## TASK ITEM
The expected response is a copy of every line in the entries below that includes the word "EnvStrategy".

---- RECORDS SHOWN

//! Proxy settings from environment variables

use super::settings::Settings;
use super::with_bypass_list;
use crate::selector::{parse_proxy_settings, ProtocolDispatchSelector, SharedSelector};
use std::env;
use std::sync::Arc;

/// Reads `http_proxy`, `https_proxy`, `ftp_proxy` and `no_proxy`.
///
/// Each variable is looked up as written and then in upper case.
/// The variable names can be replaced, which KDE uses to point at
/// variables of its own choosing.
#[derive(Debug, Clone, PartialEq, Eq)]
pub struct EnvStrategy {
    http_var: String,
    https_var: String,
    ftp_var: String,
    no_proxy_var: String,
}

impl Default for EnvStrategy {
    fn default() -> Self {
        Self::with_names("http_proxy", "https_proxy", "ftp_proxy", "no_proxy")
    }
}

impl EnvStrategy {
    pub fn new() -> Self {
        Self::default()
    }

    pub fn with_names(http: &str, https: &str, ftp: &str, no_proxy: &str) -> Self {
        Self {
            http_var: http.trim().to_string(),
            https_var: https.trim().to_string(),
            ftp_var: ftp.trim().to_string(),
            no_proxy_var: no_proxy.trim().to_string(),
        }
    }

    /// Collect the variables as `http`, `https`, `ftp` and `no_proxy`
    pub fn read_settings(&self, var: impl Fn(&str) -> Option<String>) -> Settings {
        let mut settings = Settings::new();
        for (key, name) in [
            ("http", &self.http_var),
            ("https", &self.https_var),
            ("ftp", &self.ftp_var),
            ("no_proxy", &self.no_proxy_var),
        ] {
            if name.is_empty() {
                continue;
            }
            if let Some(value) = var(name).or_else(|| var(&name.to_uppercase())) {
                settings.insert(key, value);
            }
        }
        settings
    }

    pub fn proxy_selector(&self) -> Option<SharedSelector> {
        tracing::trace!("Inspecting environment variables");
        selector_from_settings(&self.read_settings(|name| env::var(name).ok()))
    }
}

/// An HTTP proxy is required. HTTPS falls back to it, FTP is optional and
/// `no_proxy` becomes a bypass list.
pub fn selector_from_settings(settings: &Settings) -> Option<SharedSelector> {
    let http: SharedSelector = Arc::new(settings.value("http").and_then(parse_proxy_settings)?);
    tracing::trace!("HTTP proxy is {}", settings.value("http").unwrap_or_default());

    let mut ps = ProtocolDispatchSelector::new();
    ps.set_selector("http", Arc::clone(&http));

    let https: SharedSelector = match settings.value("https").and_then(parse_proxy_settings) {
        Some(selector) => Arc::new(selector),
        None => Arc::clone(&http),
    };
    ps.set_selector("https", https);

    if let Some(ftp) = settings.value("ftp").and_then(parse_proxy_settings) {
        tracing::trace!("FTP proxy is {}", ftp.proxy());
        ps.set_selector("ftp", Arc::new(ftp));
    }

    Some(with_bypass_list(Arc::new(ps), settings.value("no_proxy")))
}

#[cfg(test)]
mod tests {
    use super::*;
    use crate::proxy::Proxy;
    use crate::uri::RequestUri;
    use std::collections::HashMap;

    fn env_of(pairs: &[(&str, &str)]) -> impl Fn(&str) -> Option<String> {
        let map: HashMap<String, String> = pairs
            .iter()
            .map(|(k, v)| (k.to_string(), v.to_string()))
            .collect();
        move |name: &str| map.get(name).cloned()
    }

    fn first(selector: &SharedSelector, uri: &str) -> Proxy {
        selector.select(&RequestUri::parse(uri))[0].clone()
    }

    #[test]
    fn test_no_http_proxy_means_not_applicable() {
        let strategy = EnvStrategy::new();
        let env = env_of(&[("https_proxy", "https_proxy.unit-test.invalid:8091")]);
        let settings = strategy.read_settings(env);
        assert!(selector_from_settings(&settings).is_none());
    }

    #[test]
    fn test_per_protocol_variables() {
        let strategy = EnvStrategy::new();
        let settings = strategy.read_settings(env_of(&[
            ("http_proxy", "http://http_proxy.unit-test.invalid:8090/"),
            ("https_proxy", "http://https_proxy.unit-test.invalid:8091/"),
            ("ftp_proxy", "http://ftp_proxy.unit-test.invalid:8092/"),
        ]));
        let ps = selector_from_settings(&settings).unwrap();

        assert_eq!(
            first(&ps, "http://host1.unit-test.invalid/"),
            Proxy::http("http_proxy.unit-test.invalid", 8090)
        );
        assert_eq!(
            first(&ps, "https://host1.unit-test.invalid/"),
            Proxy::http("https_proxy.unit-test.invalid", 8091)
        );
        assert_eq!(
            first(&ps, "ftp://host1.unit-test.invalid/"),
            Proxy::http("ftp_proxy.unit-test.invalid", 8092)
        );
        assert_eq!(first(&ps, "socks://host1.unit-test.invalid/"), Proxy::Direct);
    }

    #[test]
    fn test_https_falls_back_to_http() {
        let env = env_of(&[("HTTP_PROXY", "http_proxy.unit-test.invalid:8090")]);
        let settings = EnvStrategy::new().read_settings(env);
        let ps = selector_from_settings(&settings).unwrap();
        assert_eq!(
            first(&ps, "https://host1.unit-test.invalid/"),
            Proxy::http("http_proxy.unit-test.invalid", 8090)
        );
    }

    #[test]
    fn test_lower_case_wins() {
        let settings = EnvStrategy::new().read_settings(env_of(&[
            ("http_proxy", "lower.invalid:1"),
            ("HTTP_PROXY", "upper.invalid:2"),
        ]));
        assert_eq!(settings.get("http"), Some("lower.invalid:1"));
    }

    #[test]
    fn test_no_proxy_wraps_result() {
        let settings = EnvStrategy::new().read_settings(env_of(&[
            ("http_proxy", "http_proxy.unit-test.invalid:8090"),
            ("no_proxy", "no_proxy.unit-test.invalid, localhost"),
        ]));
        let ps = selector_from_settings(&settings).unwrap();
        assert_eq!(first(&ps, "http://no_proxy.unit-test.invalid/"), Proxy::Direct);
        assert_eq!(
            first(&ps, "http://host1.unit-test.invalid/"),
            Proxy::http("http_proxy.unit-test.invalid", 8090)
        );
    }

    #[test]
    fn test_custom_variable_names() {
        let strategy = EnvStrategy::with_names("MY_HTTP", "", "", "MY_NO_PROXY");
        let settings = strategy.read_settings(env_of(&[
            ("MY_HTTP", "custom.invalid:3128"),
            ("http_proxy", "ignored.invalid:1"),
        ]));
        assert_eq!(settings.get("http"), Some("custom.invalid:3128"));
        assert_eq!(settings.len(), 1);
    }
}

--------
---- RECORDS SHOWN

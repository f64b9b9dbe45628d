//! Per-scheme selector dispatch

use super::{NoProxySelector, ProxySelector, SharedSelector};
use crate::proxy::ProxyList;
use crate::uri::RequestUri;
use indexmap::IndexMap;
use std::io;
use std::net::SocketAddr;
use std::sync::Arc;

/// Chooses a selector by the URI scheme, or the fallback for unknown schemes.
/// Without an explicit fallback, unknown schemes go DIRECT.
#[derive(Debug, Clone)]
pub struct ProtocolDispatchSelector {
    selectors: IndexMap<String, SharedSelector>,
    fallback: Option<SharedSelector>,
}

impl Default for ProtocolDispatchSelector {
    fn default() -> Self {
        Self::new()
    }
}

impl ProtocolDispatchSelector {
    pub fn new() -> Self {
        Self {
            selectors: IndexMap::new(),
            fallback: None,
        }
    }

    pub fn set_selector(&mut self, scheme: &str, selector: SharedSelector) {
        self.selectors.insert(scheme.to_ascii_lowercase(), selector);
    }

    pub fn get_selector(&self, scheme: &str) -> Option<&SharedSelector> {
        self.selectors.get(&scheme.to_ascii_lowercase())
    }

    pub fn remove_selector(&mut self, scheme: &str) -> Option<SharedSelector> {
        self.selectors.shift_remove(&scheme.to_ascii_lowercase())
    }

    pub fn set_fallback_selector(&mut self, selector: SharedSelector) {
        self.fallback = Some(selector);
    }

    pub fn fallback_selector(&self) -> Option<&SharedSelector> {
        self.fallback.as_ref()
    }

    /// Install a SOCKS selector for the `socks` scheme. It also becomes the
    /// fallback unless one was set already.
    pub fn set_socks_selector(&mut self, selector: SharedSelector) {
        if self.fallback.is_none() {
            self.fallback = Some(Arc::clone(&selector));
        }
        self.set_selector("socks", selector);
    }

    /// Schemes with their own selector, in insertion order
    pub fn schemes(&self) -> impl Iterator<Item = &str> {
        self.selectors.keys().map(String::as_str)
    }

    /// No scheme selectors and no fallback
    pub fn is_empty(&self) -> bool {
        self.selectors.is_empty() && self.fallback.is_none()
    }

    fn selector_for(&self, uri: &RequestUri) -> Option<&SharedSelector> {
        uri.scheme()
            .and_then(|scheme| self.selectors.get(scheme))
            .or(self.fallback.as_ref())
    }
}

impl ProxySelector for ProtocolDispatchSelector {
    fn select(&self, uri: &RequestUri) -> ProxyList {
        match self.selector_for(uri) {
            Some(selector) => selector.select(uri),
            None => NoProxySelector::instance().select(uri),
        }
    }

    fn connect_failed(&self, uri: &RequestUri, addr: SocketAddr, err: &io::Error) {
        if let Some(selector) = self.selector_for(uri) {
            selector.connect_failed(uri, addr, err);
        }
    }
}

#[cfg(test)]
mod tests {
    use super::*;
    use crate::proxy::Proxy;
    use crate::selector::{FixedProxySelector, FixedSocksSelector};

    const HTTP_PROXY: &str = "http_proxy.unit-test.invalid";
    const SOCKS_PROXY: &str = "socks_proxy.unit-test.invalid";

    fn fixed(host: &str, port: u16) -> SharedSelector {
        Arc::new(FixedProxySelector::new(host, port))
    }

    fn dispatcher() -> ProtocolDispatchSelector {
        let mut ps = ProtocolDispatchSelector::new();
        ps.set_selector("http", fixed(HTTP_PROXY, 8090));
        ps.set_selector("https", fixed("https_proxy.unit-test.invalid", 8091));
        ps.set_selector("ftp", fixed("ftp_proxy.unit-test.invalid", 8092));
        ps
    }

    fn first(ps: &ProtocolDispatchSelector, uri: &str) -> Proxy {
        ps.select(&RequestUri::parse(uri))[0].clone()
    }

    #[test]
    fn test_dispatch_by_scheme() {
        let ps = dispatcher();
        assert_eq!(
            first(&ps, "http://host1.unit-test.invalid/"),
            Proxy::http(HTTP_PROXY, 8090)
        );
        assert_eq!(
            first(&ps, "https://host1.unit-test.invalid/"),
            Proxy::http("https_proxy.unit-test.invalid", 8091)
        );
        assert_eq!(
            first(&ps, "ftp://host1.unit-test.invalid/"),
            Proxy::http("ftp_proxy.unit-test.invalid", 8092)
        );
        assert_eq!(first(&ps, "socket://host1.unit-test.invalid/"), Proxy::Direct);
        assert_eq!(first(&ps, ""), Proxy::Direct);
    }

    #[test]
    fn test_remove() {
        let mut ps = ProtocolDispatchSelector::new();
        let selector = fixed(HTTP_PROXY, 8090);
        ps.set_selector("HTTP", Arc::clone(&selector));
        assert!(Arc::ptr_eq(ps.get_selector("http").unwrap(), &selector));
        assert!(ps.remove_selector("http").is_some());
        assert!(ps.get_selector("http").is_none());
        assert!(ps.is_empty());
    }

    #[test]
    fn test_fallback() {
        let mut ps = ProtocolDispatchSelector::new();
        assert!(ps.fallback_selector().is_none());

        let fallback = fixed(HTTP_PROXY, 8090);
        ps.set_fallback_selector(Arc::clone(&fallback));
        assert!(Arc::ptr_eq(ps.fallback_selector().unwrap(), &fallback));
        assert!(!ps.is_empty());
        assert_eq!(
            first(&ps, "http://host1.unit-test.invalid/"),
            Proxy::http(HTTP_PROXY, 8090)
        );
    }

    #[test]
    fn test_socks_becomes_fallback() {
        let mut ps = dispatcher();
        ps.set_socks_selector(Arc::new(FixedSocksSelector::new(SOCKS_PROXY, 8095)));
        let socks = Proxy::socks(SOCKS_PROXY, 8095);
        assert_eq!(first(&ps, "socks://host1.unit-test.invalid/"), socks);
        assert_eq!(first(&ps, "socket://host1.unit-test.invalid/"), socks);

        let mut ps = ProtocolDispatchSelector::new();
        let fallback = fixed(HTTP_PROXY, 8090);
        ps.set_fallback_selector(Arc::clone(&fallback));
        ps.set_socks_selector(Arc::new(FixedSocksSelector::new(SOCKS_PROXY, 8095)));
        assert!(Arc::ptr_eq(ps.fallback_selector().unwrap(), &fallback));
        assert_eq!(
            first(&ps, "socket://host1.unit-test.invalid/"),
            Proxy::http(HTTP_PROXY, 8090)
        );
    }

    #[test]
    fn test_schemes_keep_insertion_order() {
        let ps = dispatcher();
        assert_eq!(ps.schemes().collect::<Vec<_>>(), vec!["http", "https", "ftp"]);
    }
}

--------

## ANSWER AREA
pub struct EnvStrategy {
impl Default for EnvStrategy {
impl EnvStrategy {
        let strategy = EnvStrategy::new();
        let strategy = EnvStrategy::new();
        let settings = EnvStrategy::new().read_settings(env);
        let settings = EnvStrategy::new().read_settings(env_of(&[
        let settings = EnvStrategy::new().read_settings(env_of(&[
        let strategy = EnvStrategy::with_names("MY_HTTP", "", "", "MY_NO_PROXY");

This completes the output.